Solr FuzzyLookupFactory exactMatch is case sensitive

1.1k views Asked by At

This can be a duplicate question, but couldn't find something relevant for this:

I have implemented a solr suggester for list of cities and areas. I have user FuzzyLookupFactory for this. My schema looks like this:

<fieldType name="suggestTypeLc" class="solr.TextField" positionIncrementGap="100">
<analyzer>
<charFilter class="solr.PatternReplaceCharFilterFactory" pattern="[^a-zA-Z0-9]" replacement=" " />
<tokenizer class="solr.WhitespaceTokenizerFactory"/>
<filter class="solr.SynonymFilterFactory" synonyms="synonyms.txt" ignoreCase="true" expand="true"/>
<filter class="solr.LowerCaseFilterFactory"/>
</analyzer>
</fieldType>

synonym.txt is used for mapping older city names with new ones, like Madras=>Chennai, Saigon=>Ho Chi Minh city

My suggester definition looks like this:

  <searchComponent name="suggest" class="solr.SuggestComponent">
        <lst name="suggester">
              <str name="name">suggestions</str>
              <str name="lookupImpl">FuzzyLookupFactory</str>
              <str name="dictionaryImpl">DocumentDictionaryFactory</str>
              <str name="field">searchfield</str>
              <str name="weightField">searchscore</str>
              <str name="suggestAnalyzerFieldType">suggestTypeLc</str>
              <str name="buildOnStartup">false</str>
              <str name="buildOnCommit">false</str>
              <str name="storeDir">autosuggest_dict</str>
        </lst>
  </searchComponent>

My request handler looks like this:

  <requestHandler name="/suggest" class="solr.SearchHandler" startup="lazy">
        <lst name="defaults">
                <str name="suggest">true</str>
                <str name="suggest.count">10</str>
                <str name="suggest.dictionary">suggestions</str>
                <str name="suggest.dictionary">results</str>
        </lst>
        <arr name="components">
                <str>suggest</str>
        </arr>
  </requestHandler>

Now the problem is that suggester is showing the exact matches first But it is case sensitive. for eg,

/suggest?suggest.q=mumbai (starting with a lower case "m")

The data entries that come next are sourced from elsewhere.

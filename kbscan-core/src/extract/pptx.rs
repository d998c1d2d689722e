//! Presentation extraction
//!
//! The first text run of each slide is treated as its title. Slides
//! are visited in deck order up to the configured slide cap.

use super::{ooxml, Outline};
use crate::config::ExtractLimits;
use crate::error::Result;
use std::path::Path;

fn slide_number(name: &str) -> Option<usize> {
    name.strip_prefix("ppt/slides/slide")?
        .strip_suffix(".xml")?
        .parse()
        .ok()
}

pub(super) fn extract(path: &Path, limits: &ExtractLimits) -> Result<Outline> {
    let mut slides: Vec<(usize, String)> = ooxml::entry_names(path)?
        .into_iter()
        .filter_map(|name| slide_number(&name).map(|n| (n, name)))
        .collect();
    slides.sort();
    slides.truncate(limits.max_preview_slides);

    let mut headings = Vec::new();
    let mut preview_parts = Vec::new();

    for (number, entry) in slides {
        let xml = ooxml::read_entry(path, &entry)?;
        let runs = ooxml::tag_texts(&xml, "a:t");
        let mut runs = runs.iter().map(|r| r.trim()).filter(|r| !r.is_empty());

        let Some(title) = runs.next() else { continue };
        if headings.len() < limits.max_headings {
            headings.push(format!("Slide {}: {}", number, title));
        }

        let body: Vec<&str> = runs.collect();
        if !body.is_empty() {
            preview_parts.push(format!("[Slide {}] {}", number, body.join(" ")));
        }
    }

    Ok(Outline {
        headings,
        preview: preview_parts.join("\n"),
        metadata: Default::default(),
    })
}
//! Scan configuration
//!
//! Loaded once from YAML, validated once, then passed immutably into
//! every component constructor. No component reads ambient state.

use crate::error::{Result, ScanError};
use regex::Regex;
use serde::{Deserialize, Serialize};
use std::path::{Path, PathBuf};

/// Top-level configuration for a scan run
#[derive(Debug, Clone, Serialize, Deserialize)]
#[serde(default)]
pub struct ScanConfig {
    /// Root directories to scan
    pub roots: Vec<PathBuf>,
    /// File extensions to index (without the leading dot)
    pub allowed_extensions: Vec<String>,
    /// Directory names excluded exactly (case-insensitive)
    pub exclude_dirs: Vec<String>,
    /// Directory names excluded by substring match, e.g. "old", "backup"
    pub exclude_dir_keywords: Vec<String>,
    /// Regex patterns excluding whole paths (dirs and files)
    pub exclude_path_patterns: Vec<String>,
    /// Shortcut / alias following policy
    pub shortcuts: ShortcutConfig,
    /// Sensitive-pattern redaction toggles
    pub masking: MaskingConfig,
    /// Extraction bounds
    pub limits: ExtractLimits,
    /// system / screen_id / doc_type inference rules
    pub classify: ClassifyConfig,
    /// Version-marker parsing toggles
    pub version: VersionRules,
    /// latest_map.md generation policy
    pub latest_map: LatestMapConfig,
    /// Also fingerprint file contents (SHA-256); slower, stronger
    pub hash_contents: bool,
    /// Sentences kept by the extractive summary
    pub summary_sentences: usize,
    /// Keywords kept per document
    pub keywords_topk: usize,
}

impl Default for ScanConfig {
    fn default() -> Self {
        Self {
            roots: vec![],
            allowed_extensions: ["docx", "xlsx", "pptx", "pdf", "md", "txt", "sql"]
                .iter()
                .map(|s| s.to_string())
                .collect(),
            exclude_dirs: vec![],
            exclude_dir_keywords: vec![],
            exclude_path_patterns: vec![],
            shortcuts: ShortcutConfig::default(),
            masking: MaskingConfig::default(),
            limits: ExtractLimits::default(),
            classify: ClassifyConfig::default(),
            version: VersionRules::default(),
            latest_map: LatestMapConfig::default(),
            hash_contents: false,
            summary_sentences: 3,
            keywords_topk: 15,
        }
    }
}

impl ScanConfig {
    pub fn new() -> Self {
        Self::default()
    }

    /// Load from a YAML file. The result still needs `validate()`.
    pub fn load(path: &Path) -> Result<Self> {
        let text = std::fs::read_to_string(path)
            .map_err(|e| ScanError::Config(format!("cannot read {}: {}", path.display(), e)))?;
        serde_yaml::from_str(&text)
            .map_err(|e| ScanError::Config(format!("invalid config {}: {}", path.display(), e)))
    }

    /// Add a root directory
    pub fn add_root(mut self, root: impl Into<PathBuf>) -> Self {
        self.roots.push(root.into());
        self
    }

    /// Set the extension allow-list
    pub fn with_extensions(mut self, extensions: Vec<String>) -> Self {
        self.allowed_extensions = extensions;
        self
    }

    /// Set directory-name exclusion keywords
    pub fn with_exclude_dir_keywords(mut self, keywords: Vec<String>) -> Self {
        self.exclude_dir_keywords = keywords;
        self
    }

    /// Set the shortcut policy
    pub fn with_shortcuts(mut self, shortcuts: ShortcutConfig) -> Self {
        self.shortcuts = shortcuts;
        self
    }

    /// Enable content hashing in fingerprints
    pub fn with_hash_contents(mut self, hash: bool) -> Self {
        self.hash_contents = hash;
        self
    }

    /// Check structural validity and compile every configured pattern.
    /// Fails with `ScanError::Config` before any filesystem work starts.
    pub fn validate(&self) -> Result<()> {
        if self.roots.is_empty() {
            return Err(ScanError::Config("no scan roots configured".to_string()));
        }
        if self.allowed_extensions.is_empty() {
            return Err(ScanError::Config("no allowed extensions configured".to_string()));
        }
        for pattern in self
            .exclude_path_patterns
            .iter()
            .chain(&self.classify.screen_id_patterns)
            .chain(self.masking.custom.iter().map(|r| &r.pattern))
        {
            Regex::new(pattern)
                .map_err(|e| ScanError::Config(format!("invalid pattern '{}': {}", pattern, e)))?;
        }
        Ok(())
    }
}

/// Shortcut / alias resolution policy
#[derive(Debug, Clone, Serialize, Deserialize)]
#[serde(default)]
pub struct ShortcutConfig {
    /// Resolve shortcut files at all
    pub enabled: bool,
    /// Enumerate directory targets as additional scan roots
    pub follow_dir_targets: bool,
    /// Accept targets outside every configured root
    pub allow_outside_roots: bool,
    /// Maximum shortcut-to-shortcut hops before the chain is rejected
    pub max_chain: usize,
}

impl Default for ShortcutConfig {
    fn default() -> Self {
        Self {
            enabled: false,
            follow_dir_targets: true,
            allow_outside_roots: false,
            max_chain: 2,
        }
    }
}

/// One user-supplied redaction rule
#[derive(Debug, Clone, Serialize, Deserialize)]
pub struct MaskRule {
    pub pattern: String,
    #[serde(default = "default_replacement")]
    pub replace: String,
}

fn default_replacement() -> String {
    "[REDACTED]".to_string()
}

/// Redaction toggles; each built-in pattern is independently switchable
#[derive(Debug, Clone, Serialize, Deserialize)]
#[serde(default)]
pub struct MaskingConfig {
    pub email: bool,
    pub phone: bool,
    pub ip: bool,
    pub password_like: bool,
    /// Extra pattern/replacement pairs applied after the built-ins
    pub custom: Vec<MaskRule>,
}

impl Default for MaskingConfig {
    fn default() -> Self {
        Self {
            email: true,
            phone: true,
            ip: true,
            password_like: true,
            custom: vec![],
        }
    }
}

/// Bounds on what extraction may retain. Keeping these small is the
/// security property: the full document body never leaves the process.
#[derive(Debug, Clone, Serialize, Deserialize)]
#[serde(default)]
pub struct ExtractLimits {
    pub max_extract_chars: usize,
    pub max_headings: usize,
    pub max_preview_paragraphs: usize,
    pub max_preview_cells: usize,
    pub max_preview_slides: usize,
    pub max_pdf_pages: usize,
}

impl Default for ExtractLimits {
    fn default() -> Self {
        Self {
            max_extract_chars: 8000,
            max_headings: 40,
            max_preview_paragraphs: 12,
            max_preview_cells: 80,
            max_preview_slides: 30,
            max_pdf_pages: 10,
        }
    }
}

/// One doc_type rule: first rule whose keyword appears wins
#[derive(Debug, Clone, Serialize, Deserialize)]
pub struct DocTypeRule {
    pub contains_any: Vec<String>,
    pub doc_type: String,
}

/// Rules for inferring the logical document identity from paths and
/// filenames. Identity is never inferred from file content.
#[derive(Debug, Clone, Serialize, Deserialize)]
#[serde(default)]
pub struct ClassifyConfig {
    /// Take the system name from a path component under the root
    pub system_from_path: bool,
    /// 1-based component depth below the nearest root
    pub system_depth: usize,
    /// First capture group of the first matching pattern is the screen id
    pub screen_id_patterns: Vec<String>,
    pub doc_type_rules: Vec<DocTypeRule>,
}

impl Default for ClassifyConfig {
    fn default() -> Self {
        Self {
            system_from_path: true,
            system_depth: 1,
            screen_id_patterns: vec![],
            doc_type_rules: vec![],
        }
    }
}

/// Which filename version markers participate in ordering
#[derive(Debug, Clone, Serialize, Deserialize)]
#[serde(default)]
pub struct VersionRules {
    pub date: bool,
    pub semver: bool,
    pub revision: bool,
}

impl Default for VersionRules {
    fn default() -> Self {
        Self {
            date: true,
            semver: true,
            revision: true,
        }
    }
}

/// latest_map.md policy
#[derive(Debug, Clone, Serialize, Deserialize)]
#[serde(default)]
pub struct LatestMapConfig {
    pub enabled: bool,
    /// Group partially classified documents under placeholder keys
    /// instead of dropping them from the map
    pub allow_fallback_keys: bool,
}

impl Default for LatestMapConfig {
    fn default() -> Self {
        Self {
            enabled: true,
            allow_fallback_keys: true,
        }
    }
}
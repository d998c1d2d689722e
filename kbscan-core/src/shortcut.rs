//! Shortcut and symlink resolution, and root expansion
//!
//! A scan target is a real file plus the alias chain that led to it.
//! Two hard rules hold regardless of configuration: resolution never
//! loops (visited-set cycle guard) and targets outside the configured
//! roots are rejected unless `allow_outside_roots` is set.

use crate::config::ShortcutConfig;
use crate::error::{Result, ScanError, Skip, SkipReason};
use crate::filter::PathFilter;
use crate::paths;
use std::collections::{HashSet, VecDeque};
use std::path::{Path, PathBuf};
use tracing::debug;
use walkdir::WalkDir;

/// A real file to fingerprint and possibly extract, with the shortcut
/// files (if any) that were followed to reach it.
#[derive(Debug, Clone)]
pub struct ScanTarget {
    pub path: PathBuf,
    pub alias_chain: Vec<PathBuf>,
}

/// Result of walking the roots: concrete targets plus recorded skips
#[derive(Debug, Default)]
pub struct Expansion {
    pub targets: Vec<ScanTarget>,
    pub skips: Vec<Skip>,
}

struct Resolved {
    target: PathBuf,
    chain: Vec<PathBuf>,
}

pub struct ShortcutResolver {
    config: ShortcutConfig,
    roots: Vec<PathBuf>,
}

impl ShortcutResolver {
    /// `roots` must already be canonicalized by the caller.
    pub fn new(config: ShortcutConfig, roots: Vec<PathBuf>) -> Self {
        Self { config, roots }
    }

    /// A shortcut is a `.lnk` file or an OS symlink.
    pub fn is_shortcut(&self, path: &Path) -> bool {
        if has_lnk_extension(path) {
            return true;
        }
        std::fs::symlink_metadata(path)
            .map(|m| m.file_type().is_symlink())
            .unwrap_or(false)
    }

    /// One resolution hop: symlink target or `.lnk` payload path.
    fn resolve_step(&self, path: &Path) -> Result<PathBuf> {
        if has_lnk_extension(path) {
            return parse_lnk(path);
        }
        let target = std::fs::read_link(path)?;
        if target.is_relative() {
            Ok(path.parent().unwrap_or(Path::new("")).join(target))
        } else {
            Ok(target)
        }
    }

    /// Follow a shortcut through at most `max_chain` shortcut-to-shortcut
    /// hops, guarding against cycles. The skip is attributed to the
    /// original shortcut file.
    fn resolve_chain(&self, shortcut: &Path) -> std::result::Result<Resolved, Skip> {
        let mut chain = vec![shortcut.to_path_buf()];
        // Lexical keys: canonicalizing would collapse every link in a
        // valid chain onto the final target and misreport a cycle.
        let mut seen: HashSet<String> = HashSet::new();
        seen.insert(paths::lexical_key(shortcut));
        let mut current = shortcut.to_path_buf();

        for _ in 0..=self.config.max_chain {
            let target = match self.resolve_step(&current) {
                Ok(t) => t,
                Err(e) => {
                    return Err(Skip::new(
                        shortcut,
                        SkipReason::BrokenShortcut(e.to_string()),
                    ))
                }
            };

            if self.is_shortcut(&target) {
                if !seen.insert(paths::lexical_key(&target)) {
                    return Err(Skip::new(shortcut, SkipReason::AliasCycle));
                }
                chain.push(target.clone());
                current = target;
                continue;
            }

            if !target.exists() {
                return Err(Skip::new(
                    shortcut,
                    SkipReason::BrokenShortcut(format!(
                        "target does not exist: {}",
                        target.display()
                    )),
                ));
            }
            return Ok(Resolved { target, chain });
        }

        Err(Skip::new(
            shortcut,
            SkipReason::BrokenShortcut(format!("chain exceeds {} hops", self.config.max_chain)),
        ))
    }

    /// Walk every root (and every followed directory alias) once and
    /// collect eligible file targets. Cheap filters run before any
    /// resolution; directory aliases back into visited territory are
    /// recorded as cycles, not followed.
    pub fn expand(&self, filter: &PathFilter) -> Expansion {
        let mut targets = Vec::new();
        let mut skips = Vec::new();
        let mut visited_dirs: HashSet<String> = HashSet::new();
        let mut queue: VecDeque<(PathBuf, Vec<PathBuf>)> =
            self.roots.iter().map(|r| (r.clone(), Vec::new())).collect();

        while let Some((dir, chain)) = queue.pop_front() {
            if !visited_dirs.insert(paths::canonical_key(&dir)) {
                continue;
            }
            debug!(dir = %dir.display(), "walking");

            let walker = WalkDir::new(&dir)
                .follow_links(false)
                .into_iter()
                .filter_entry(|e| {
                    e.depth() == 0
                        || !e.file_type().is_dir()
                        || !filter.is_dir_excluded(&e.file_name().to_string_lossy(), e.path())
                });

            for entry in walker {
                let entry = match entry {
                    Ok(e) => e,
                    Err(e) => {
                        let at = e
                            .path()
                            .map(Path::to_path_buf)
                            .unwrap_or_else(|| dir.clone());
                        skips.push(Skip::new(at, SkipReason::WalkError(e.to_string())));
                        continue;
                    }
                };
                let path = entry.path();

                if entry.file_type().is_dir() {
                    // Mark subdirectories so an alias pointing back in
                    // is caught as a cycle rather than walked twice.
                    visited_dirs.insert(paths::canonical_key(path));
                    continue;
                }

                if self.is_shortcut(path) {
                    if !self.config.enabled {
                        continue;
                    }
                    let resolved = match self.resolve_chain(path) {
                        Ok(r) => r,
                        Err(skip) => {
                            skips.push(skip);
                            continue;
                        }
                    };
                    if !self.config.allow_outside_roots
                        && !paths::is_within_any(&resolved.target, &self.roots)
                    {
                        skips.push(Skip::new(path, SkipReason::OutsideRoots));
                        continue;
                    }
                    // The hops that reached this directory come first,
                    // then the hops of the shortcut found inside it.
                    let mut full_chain = chain.clone();
                    full_chain.extend(resolved.chain);
                    if resolved.target.is_dir() {
                        if self.config.follow_dir_targets {
                            if visited_dirs.contains(&paths::canonical_key(&resolved.target)) {
                                skips.push(Skip::new(path, SkipReason::AliasCycle));
                            } else {
                                queue.push_back((resolved.target, full_chain));
                            }
                        }
                    } else if filter.is_file_eligible(&resolved.target) {
                        targets.push(ScanTarget {
                            path: resolved.target,
                            alias_chain: full_chain,
                        });
                    }
                    continue;
                }

                if filter.is_file_eligible(path) {
                    targets.push(ScanTarget {
                        path: path.to_path_buf(),
                        alias_chain: chain.clone(),
                    });
                }
            }
        }

        Expansion { targets, skips }
    }
}

fn has_lnk_extension(path: &Path) -> bool {
    path.extension()
        .map(|e| e.eq_ignore_ascii_case("lnk"))
        .unwrap_or(false)
}

const LNK_HEADER_SIZE: usize = 0x4C;
const LNK_CLSID: [u8; 16] = [
    0x01, 0x14, 0x02, 0x00, 0x00, 0x00, 0x00, 0x00, 0xC0, 0x00, 0x00, 0x00, 0x00, 0x00, 0x00,
    0x46,
];
const HAS_LINK_TARGET_ID_LIST: u32 = 0x01;
const HAS_LINK_INFO: u32 = 0x02;
const VOLUME_ID_AND_LOCAL_BASE_PATH: u32 = 0x01;

/// Minimal shell-link reader: header, optional ID list skip, then the
/// local base path + common path suffix from the LinkInfo block.
/// Anything else (network-only links, missing LinkInfo) is an error.
fn parse_lnk(path: &Path) -> Result<PathBuf> {
    let bytes = std::fs::read(path)?;
    let fail = |reason: &str| ScanError::Alias {
        path: path.to_path_buf(),
        reason: reason.to_string(),
    };

    if bytes.len() < LNK_HEADER_SIZE
        || read_u32(&bytes, 0) != Some(LNK_HEADER_SIZE as u32)
        || bytes[4..20] != LNK_CLSID
    {
        return Err(fail("not a shell link file"));
    }
    let flags = read_u32(&bytes, 20).ok_or_else(|| fail("truncated header"))?;

    let mut offset = LNK_HEADER_SIZE;
    if flags & HAS_LINK_TARGET_ID_LIST != 0 {
        let size = read_u16(&bytes, offset).ok_or_else(|| fail("truncated id list"))? as usize;
        offset += 2 + size;
    }
    if flags & HAS_LINK_INFO == 0 {
        return Err(fail("no LinkInfo block"));
    }

    let info = bytes
        .get(offset..)
        .filter(|s| s.len() >= 28)
        .ok_or_else(|| fail("truncated LinkInfo"))?;
    let header_size = read_u32(info, 4).ok_or_else(|| fail("truncated LinkInfo"))?;
    let info_flags = read_u32(info, 8).ok_or_else(|| fail("truncated LinkInfo"))?;
    if info_flags & VOLUME_ID_AND_LOCAL_BASE_PATH == 0 {
        return Err(fail("link has no local base path"));
    }

    // header_size >= 0x24 means the unicode offset pair is present
    let (base, suffix) = if header_size >= 0x24 {
        let base_off = read_u32(info, 28).ok_or_else(|| fail("truncated LinkInfo"))?;
        let suffix_off = read_u32(info, 32).ok_or_else(|| fail("truncated LinkInfo"))?;
        (wstr_at(info, base_off as usize), wstr_at(info, suffix_off as usize))
    } else {
        let base_off = read_u32(info, 16).ok_or_else(|| fail("truncated LinkInfo"))?;
        let suffix_off = read_u32(info, 24).ok_or_else(|| fail("truncated LinkInfo"))?;
        (cstr_at(info, base_off as usize), cstr_at(info, suffix_off as usize))
    };

    let base = base.ok_or_else(|| fail("missing base path"))?;
    let full = format!("{}{}", base, suffix.unwrap_or_default());
    if full.is_empty() {
        return Err(fail("empty target path"));
    }
    Ok(PathBuf::from(full))
}

fn read_u32(bytes: &[u8], offset: usize) -> Option<u32> {
    bytes
        .get(offset..offset + 4)
        .map(|b| u32::from_le_bytes([b[0], b[1], b[2], b[3]]))
}

fn read_u16(bytes: &[u8], offset: usize) -> Option<u16> {
    bytes
        .get(offset..offset + 2)
        .map(|b| u16::from_le_bytes([b[0], b[1]]))
}

/// NUL-terminated ANSI string at `offset`
fn cstr_at(bytes: &[u8], offset: usize) -> Option<String> {
    let slice = bytes.get(offset..)?;
    let end = slice.iter().position(|&b| b == 0)?;
    Some(String::from_utf8_lossy(&slice[..end]).into_owned())
}

/// NUL-terminated UTF-16LE string at `offset`
fn wstr_at(bytes: &[u8], offset: usize) -> Option<String> {
    let slice = bytes.get(offset..)?;
    let mut units = Vec::new();
    for pair in slice.chunks_exact(2) {
        let unit = u16::from_le_bytes([pair[0], pair[1]]);
        if unit == 0 {
            return Some(String::from_utf16_lossy(&units));
        }
        units.push(unit);
    }
    None
}
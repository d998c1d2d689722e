//! Shared helpers for the OOXML (zip + XML) formats
//!
//! The office containers are opened with the `zip` crate; the XML
//! payloads are scraped with a small bounded tag scanner instead of a
//! full XML parse. Extraction only ever keeps headings and a short
//! preview, so element text and a handful of attributes are all that
//! is needed.

use crate::error::{Result, ScanError};
use std::fs::File;
use std::io::Read;
use std::path::Path;
use zip::ZipArchive;

fn archive_error(path: &Path, reason: impl ToString) -> ScanError {
    ScanError::Extraction {
        path: path.to_path_buf(),
        reason: reason.to_string(),
    }
}

/// Read one named entry of the container as UTF-8 text
pub(crate) fn read_entry(path: &Path, name: &str) -> Result<String> {
    let file = File::open(path)?;
    let mut archive = ZipArchive::new(file).map_err(|e| archive_error(path, e))?;
    let mut entry = archive
        .by_name(name)
        .map_err(|e| archive_error(path, format!("{}: {}", name, e)))?;
    let mut text = String::new();
    entry
        .read_to_string(&mut text)
        .map_err(|e| archive_error(path, format!("{}: {}", name, e)))?;
    Ok(text)
}

/// List entry names of the container
pub(crate) fn entry_names(path: &Path) -> Result<Vec<String>> {
    let file = File::open(path)?;
    let archive = ZipArchive::new(file).map_err(|e| archive_error(path, e))?;
    Ok(archive.file_names().map(|n| n.to_string()).collect())
}

/// Text content of every `<tag ...>...</tag>` element, in document
/// order. Self-closing elements and longer tag names sharing the same
/// prefix (`<w:t>` vs `<w:tbl>`) are skipped.
pub(crate) fn tag_texts(xml: &str, tag: &str) -> Vec<String> {
    let open = format!("<{}", tag);
    let close = format!("</{}>", tag);
    let mut out = Vec::new();
    let mut rest = xml;

    while let Some(start) = rest.find(&open) {
        let after = &rest[start + open.len()..];
        let Some(gt) = after.find('>') else { break };
        let head = &after[..gt];
        let body = &after[gt + 1..];

        // Exact tag name: next char must close the tag or start attrs
        let boundary_ok = head.is_empty() || head.starts_with(|c: char| c.is_whitespace());
        if !boundary_ok || head.ends_with('/') {
            rest = body;
            continue;
        }

        match body.find(&close) {
            Some(end) => {
                out.push(unescape(&body[..end]));
                rest = &body[end + close.len()..];
            }
            None => break,
        }
    }
    out
}

/// Values of `attr="..."` on every `<elem ...>` tag
pub(crate) fn attr_values(xml: &str, elem: &str, attr: &str) -> Vec<String> {
    let open = format!("<{}", elem);
    let needle = format!(" {}=\"", attr);
    let mut out = Vec::new();
    let mut rest = xml;

    while let Some(start) = rest.find(&open) {
        let after = &rest[start + open.len()..];
        let Some(gt) = after.find('>') else { break };
        let head = &after[..gt];

        let boundary_ok = head.starts_with(|c: char| c.is_whitespace());
        if boundary_ok {
            if let Some(value) = attr_in(head, &needle) {
                out.push(unescape(value));
            }
        }
        rest = &after[gt + 1..];
    }
    out
}

/// First `attr="..."` value appearing after `marker` in `xml`. Used
/// for things like the `w:val` of a paragraph's `w:pStyle`.
pub(crate) fn attr_after(xml: &str, marker: &str, attr: &str) -> Option<String> {
    let pos = xml.find(marker)?;
    let needle = format!("{}=\"", attr);
    attr_in(&xml[pos..], &needle).map(unescape)
}

fn attr_in<'a>(head: &'a str, needle: &str) -> Option<&'a str> {
    let start = head.find(needle)? + needle.len();
    let rest = &head[start..];
    let end = rest.find('"')?;
    Some(&rest[..end])
}

/// Minimal XML entity unescaping for the five predefined entities
pub(crate) fn unescape(text: &str) -> String {
    text.replace("&lt;", "<")
        .replace("&gt;", ">")
        .replace("&quot;", "\"")
        .replace("&apos;", "'")
        .replace("&amp;", "&")
}
//! Plain-text extraction (txt, md, sql)

use super::{truncate_chars, Outline};
use crate::config::ExtractLimits;
use crate::error::Result;
use std::io::Read;
use std::path::Path;

pub(super) fn extract(path: &Path, limits: &ExtractLimits) -> Result<Outline> {
    // Bound the read: a char is at most 4 bytes, so this always covers
    // max_extract_chars without pulling a huge file into memory.
    let cap = (limits.max_extract_chars as u64).saturating_mul(4);
    let mut bytes = Vec::new();
    std::fs::File::open(path)?
        .take(cap)
        .read_to_end(&mut bytes)?;

    let text = String::from_utf8_lossy(&bytes);
    let preview = truncate_chars(&text, limits.max_extract_chars);

    let headings = preview
        .lines()
        .map(str::trim)
        .filter(|line| line.starts_with('#'))
        .map(|line| line.trim_start_matches('#').trim().to_string())
        .filter(|h| !h.is_empty())
        .take(limits.max_headings)
        .collect();

    Ok(Outline {
        headings,
        preview,
        metadata: Default::default(),
    })
}

#[cfg(test)]
mod tests {
    use super::*;
    use tempfile::TempDir;

    #[test]
    fn test_markdown_headings_and_preview() {
        let dir = TempDir::new().unwrap();
        let file = dir.path().join("doc.md");
        std::fs::write(&file, "# Title\n\nBody line.\n\n## Section\nMore.\n").unwrap();

        let outline = extract(&file, &ExtractLimits::default()).unwrap();
        assert_eq!(outline.headings, vec!["Title", "Section"]);
        assert!(outline.preview.contains("Body line."));
    }

    #[test]
    fn test_preview_is_bounded() {
        let dir = TempDir::new().unwrap();
        let file = dir.path().join("big.txt");
        std::fs::write(&file, "x".repeat(100_000)).unwrap();

        let limits = ExtractLimits {
            max_extract_chars: 50,
            ..ExtractLimits::default()
        };
        let outline = extract(&file, &limits).unwrap();
        assert_eq!(outline.preview.chars().count(), 50);
    }

    #[test]
    fn test_invalid_utf8_is_tolerated() {
        let dir = TempDir::new().unwrap();
        let file = dir.path().join("mixed.txt");
        std::fs::write(&file, [b'o', b'k', 0xff, 0xfe, b'!']).unwrap();

        let outline = extract(&file, &ExtractLimits::default()).unwrap();
        assert!(outline.preview.starts_with("ok"));
    }
}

will give, exact result at 4th place:

{
  "responseHeader":{
    "status":0,
    "QTime":19},
  "suggest":{
    "suggestions":{
      "mumbai":{
        "numFound":10,
        "suggestions":[{
            "term":"Mumbai Domestic Airport",
            "weight":11536},
          {
            "term":"Mumbai Chhatrapati Shivaji Intl Airport",
            "weight":11376},
          {
            "term":"Mumbai Pune Highway",
            "weight":2850},
          {
            "term":"Mumbai",
            "weight":2248},
.....

Whereas, calling /suggest?suggest.q=Mumbai (starting with an upper case "M")

is giving exact result at 1st place:

{
  "responseHeader":{
    "status":0,
    "QTime":16},
  "suggest":{
    "suggestions":{
      "Mumbai":{
        "numFound":10,
        "suggestions":[{
            "term":"Mumbai",
            "weight":2248},
          {
            "term":"Mumbai Domestic Airport",
            "weight":11536},
          {
            "term":"Mumbai Chhatrapati Shivaji Intl Airport",
            "weight":11376},
          {
            "term":"Mumbai Pune Highway",
            "weight":2850},
...

What am I missing here ? What can be done to make Mumbai as the first result even if it is called from a lower case "mumbai" as query. I thought the case sensitivity is being handled by "suggestTypeLc" field I've generated.

1

There are 1 answers

1
Pavel Vasilev On

There is a hidden config-parameter for FuzzyLookupFactory is exactMatchFirst which is descibed as:

If true, the default, exact suggestions are returned first, even if they are prefixes or other strings in the FST have larger weights.

According to your config suggestions are ranked by searchscore field (in your config it refers to: <str name="weightField">searchscore</str>). This is why you when you query as mumbai all suggestions are sorted by weights.

But according to exactMatchFirst=true you will have Mumbai on top (for the query=Mumbai) despite provided weighting mechanisms. And this is actually how exactMatchFirst impacts the ordering.

Unfortunately I didn't find option for tuning your suggester rather than getting rid of weightField at all.

Try turning off weighting-by-fields or alternatively try another lookup implementation, for instance AnalyzingInfixLookupFactory.